Мне надо сделать только пару шагов, чтобы взять эту чертову статуэтку и снова вернуться в свое болото обыденной праведности. Непроходимое мещанство. Любая праведность по природе своей мещанская. Я слаб и еще не готов к бунту. Ему надо посвятить себя всего без остатка. Надо только быть полностью сумасшедшим. Я же для этого, к сожалению, еще слишком слаб, наивен и, может быть, как следствие, глуп. Для того чтобы убедиться в этом я уже сломал оконный замок, клофелиновой колбаской усыпил собаку. До этого дождался пока хозяева дома - этого черного, мрачного, пошлого дома - придут в гости к моим родителям, ушел в свою спальню, сославшись на болезнь, и, незаметно спрыгнул с подоконника, а затем перелез через забор. А главное: я запомнил о чем говорила моя мать, я выследил статуэтку, я решился на воровство.
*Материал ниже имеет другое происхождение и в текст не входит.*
//! Oracle Database.

use super::{identity_clause, Dialect, QuotingStrategy};
use crate::error::DialectError;
use crate::identifier::{ObjectKind, TableIdentifier};
use crate::statement::{
    AutoIncrement, ColumnExistsStatement, ModifyDataTypeStatement, SetNullableStatement,
    TableExistsStatement,
};
use crate::types::LogicalType;

/// Oracle dialect.
#[derive(Debug, Clone, Copy, Default)]
pub struct OracleDialect {
    quoting: QuotingStrategy,
}

impl OracleDialect {
    /// Creates the dialect with legacy quoting.
    #[must_use]
    pub const fn new() -> Self {
        Self {
            quoting: QuotingStrategy::Legacy,
        }
    }

    /// Overrides the quoting strategy.
    #[must_use]
    pub const fn with_quoting(mut self, quoting: QuotingStrategy) -> Self {
        self.quoting = quoting;
        self
    }

    fn owner_filter(&self, table: &TableIdentifier) -> String {
        table.schema_name().map_or_else(
            || String::from("owner = SYS_CONTEXT('USERENV', 'CURRENT_SCHEMA')"),
            |schema| format!("owner = UPPER({})", self.string_literal(schema)),
        )
    }
}

impl Dialect for OracleDialect {
    fn short_name(&self) -> &'static str {
        "oracle"
    }

    fn product_name(&self) -> &'static str {
        "Oracle"
    }

    fn default_port(&self) -> Option<u16> {
        Some(1521)
    }

    fn default_driver(&self, url: &str) -> Option<&'static str> {
        url.starts_with("jdbc:oracle:")
            .then_some("oracle.jdbc.OracleDriver")
    }

    fn supports_initially_deferrable_columns(&self) -> bool {
        true
    }

    fn supports_tablespaces(&self) -> bool {
        true
    }

    fn supports_if_not_exists(&self) -> bool {
        false
    }

    fn supports_drop_if_exists(&self) -> bool {
        false
    }

    fn supports_on_update_action(&self) -> bool {
        false
    }

    fn quoting_strategy(&self) -> QuotingStrategy {
        self.quoting
    }

    fn boolean_literal(&self, value: bool) -> &'static str {
        if value {
            "1"
        } else {
            "0"
        }
    }

    fn current_timestamp_call(&self, precision: u32) -> String {
        if precision == 0 {
            String::from("SYSTIMESTAMP")
        } else {
            format!("CURRENT_TIMESTAMP({precision})")
        }
    }

    fn map_type(&self, data_type: &LogicalType) -> String {
        match data_type {
            LogicalType::Boolean => String::from("NUMBER(1)"),
            LogicalType::SmallInt => String::from("NUMBER(5)"),
            LogicalType::Integer => String::from("NUMBER(10)"),
            LogicalType::BigInt => String::from("NUMBER(19)"),
            LogicalType::Decimal(p, s) => format!("NUMBER({p}, {s})"),
            LogicalType::Real => String::from("BINARY_FLOAT"),
            LogicalType::Double => String::from("BINARY_DOUBLE"),
            LogicalType::Varchar(n) => format!("VARCHAR2({n})"),
            LogicalType::Text | LogicalType::Json => String::from("CLOB"),
            LogicalType::Time => String::from("DATE"),
            LogicalType::Uuid => String::from("VARCHAR2(36)"),
            other => super::ansi_type(other),
        }
    }

    fn auto_increment_clause(
        &self,
        _table: &TableIdentifier,
        _column: &str,
        settings: &AutoIncrement,
    ) -> Result<String, DialectError> {
        Ok(identity_clause(settings, true))
    }

    fn cascade_clause(&self) -> Option<&'static str> {
        Some("CASCADE CONSTRAINTS")
    }

    fn add_column_keyword(&self) -> &'static str {
        "ADD"
    }

    fn modify_data_type(&self, statement: &ModifyDataTypeStatement) -> Result<Vec<String>, DialectError> {
        Ok(vec![format!(
            "ALTER TABLE {} MODIFY {} {}",
            self.escape_table_name(&statement.table),
            self.quote_identifier(&statement.column, ObjectKind::Column),
            self.map_type(&statement.new_type)
        )])
    }

    fn set_nullable(&self, statement: &SetNullableStatement) -> Result<Vec<String>, DialectError> {
        Ok(vec![format!(
            "ALTER TABLE {} MODIFY {} {}",
            self.escape_table_name(&statement.table),
            self.quote_identifier(&statement.column, ObjectKind::Column),
            if statement.nullable { "NULL" } else { "NOT NULL" }
        )])
    }

    fn table_exists(&self, statement: &TableExistsStatement) -> String {
        format!(
            "SELECT COUNT(*) FROM all_tables WHERE table_name = UPPER({}) AND {}",
            self.string_literal(&statement.table.table),
            self.owner_filter(&statement.table)
        )
    }

    fn column_exists(&self, statement: &ColumnExistsStatement) -> String {
        format!(
            "SELECT COUNT(*) FROM all_tab_columns WHERE table_name = UPPER({}) AND column_name = UPPER({}) AND {}",
            self.string_literal(&statement.table.table),
            self.string_literal(&statement.column),
            self.owner_filter(&statement.table)
        )
    }
}

#[cfg(test)]
mod tests {
    use super::*;
    use crate::statement::{
        ColumnDef, CreateTableBuilder, DropTableStatement, ForeignKeyAction, ForeignKeyConstraint,
        Statement,
    };

    #[test]
    fn test_identity_on_null() {
        let statement = CreateTableBuilder::new("t")
            .column(
                ColumnDef::new("id", LogicalType::BigInt)
                    .primary_key()
                    .auto_increment_with(AutoIncrement::new().default_on_null()),
            )
            .build();
        assert_eq!(
            OracleDialect::new().render(&Statement::CreateTable(statement)).unwrap(),
            vec!["CREATE TABLE t (\n    id NUMBER(19) GENERATED BY DEFAULT ON NULL AS IDENTITY NOT NULL,\n    PRIMARY KEY (id)\n)"]
        );
    }

    #[test]
    fn test_on_update_action_is_unsupported() {
        let statement = CreateTableBuilder::new("child")
            .column(ColumnDef::new("parent_id", LogicalType::Integer))
            .foreign_key(
                ForeignKeyConstraint::new(["parent_id"], "parent", ["id"])
                    .on_update(ForeignKeyAction::Cascade),
            )
            .build();
        assert!(OracleDialect::new().render(&Statement::CreateTable(statement)).is_err());
    }

    #[test]
    fn test_drop_table_cascade_constraints() {
        let mut statement = DropTableStatement::new("t");
        statement.cascade_constraints = true;
        assert_eq!(
            OracleDialect::new().render(&Statement::DropTable(statement)).unwrap(),
            vec!["DROP TABLE t CASCADE CONSTRAINTS"]
        );
    }

    #[test]
    fn test_if_not_exists_is_unsupported() {
        let statement = CreateTableBuilder::new("t")
            .column(ColumnDef::new("id", LogicalType::Integer))
            .if_not_exists(true)
            .build();
        let err = OracleDialect::new().render(&Statement::CreateTable(statement)).unwrap_err();
        assert_eq!(err.to_string(), "oracle does not support CREATE TABLE IF NOT EXISTS");
    }
}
Статуэтка. Кусок гипса изнасилованный каким-то уродом из сюрреалистической испанской группировки начала прошлого века. Бесформенная муть, без смысла и содержания, но зато с огромной ценой. Этой женщине, с лошадиными ушами и будто пожеванными, наполовину переварившимися, белками глаз, она досталась от недавно умершего дальнего родственника из-за границы (наверное, с таким же жутким лающим смехом, который кажется вот-вот заглотит вас с очередным спазмом). Словом, порнуха, а не вещь. Но жизнь моей матери гложет, садисткая для меня, влюбленность в сюрреализм в любом его проявлении (может, именно поэтому я и лишен всех человеческих чувств?). Эта же дура понятия не имеет о стоимости принадлежащей ей фигурки и держит статуэтку на самом видном месте исключительно благодаря ее импортной родословной, подкрепленной неосторожным ляпом восхищения моей родительницы. Это животное отказывается менять и продавать ее за любые деньги. И что самое пошлое и отвратительное: этим она даже не набивает цену. Так что я решил отблагодарить мать за прекрасное детство, подарив ей самую ценную вещь в жизни на предстоящий через год юбилей, и, таким образом, наконец избавиться от нее.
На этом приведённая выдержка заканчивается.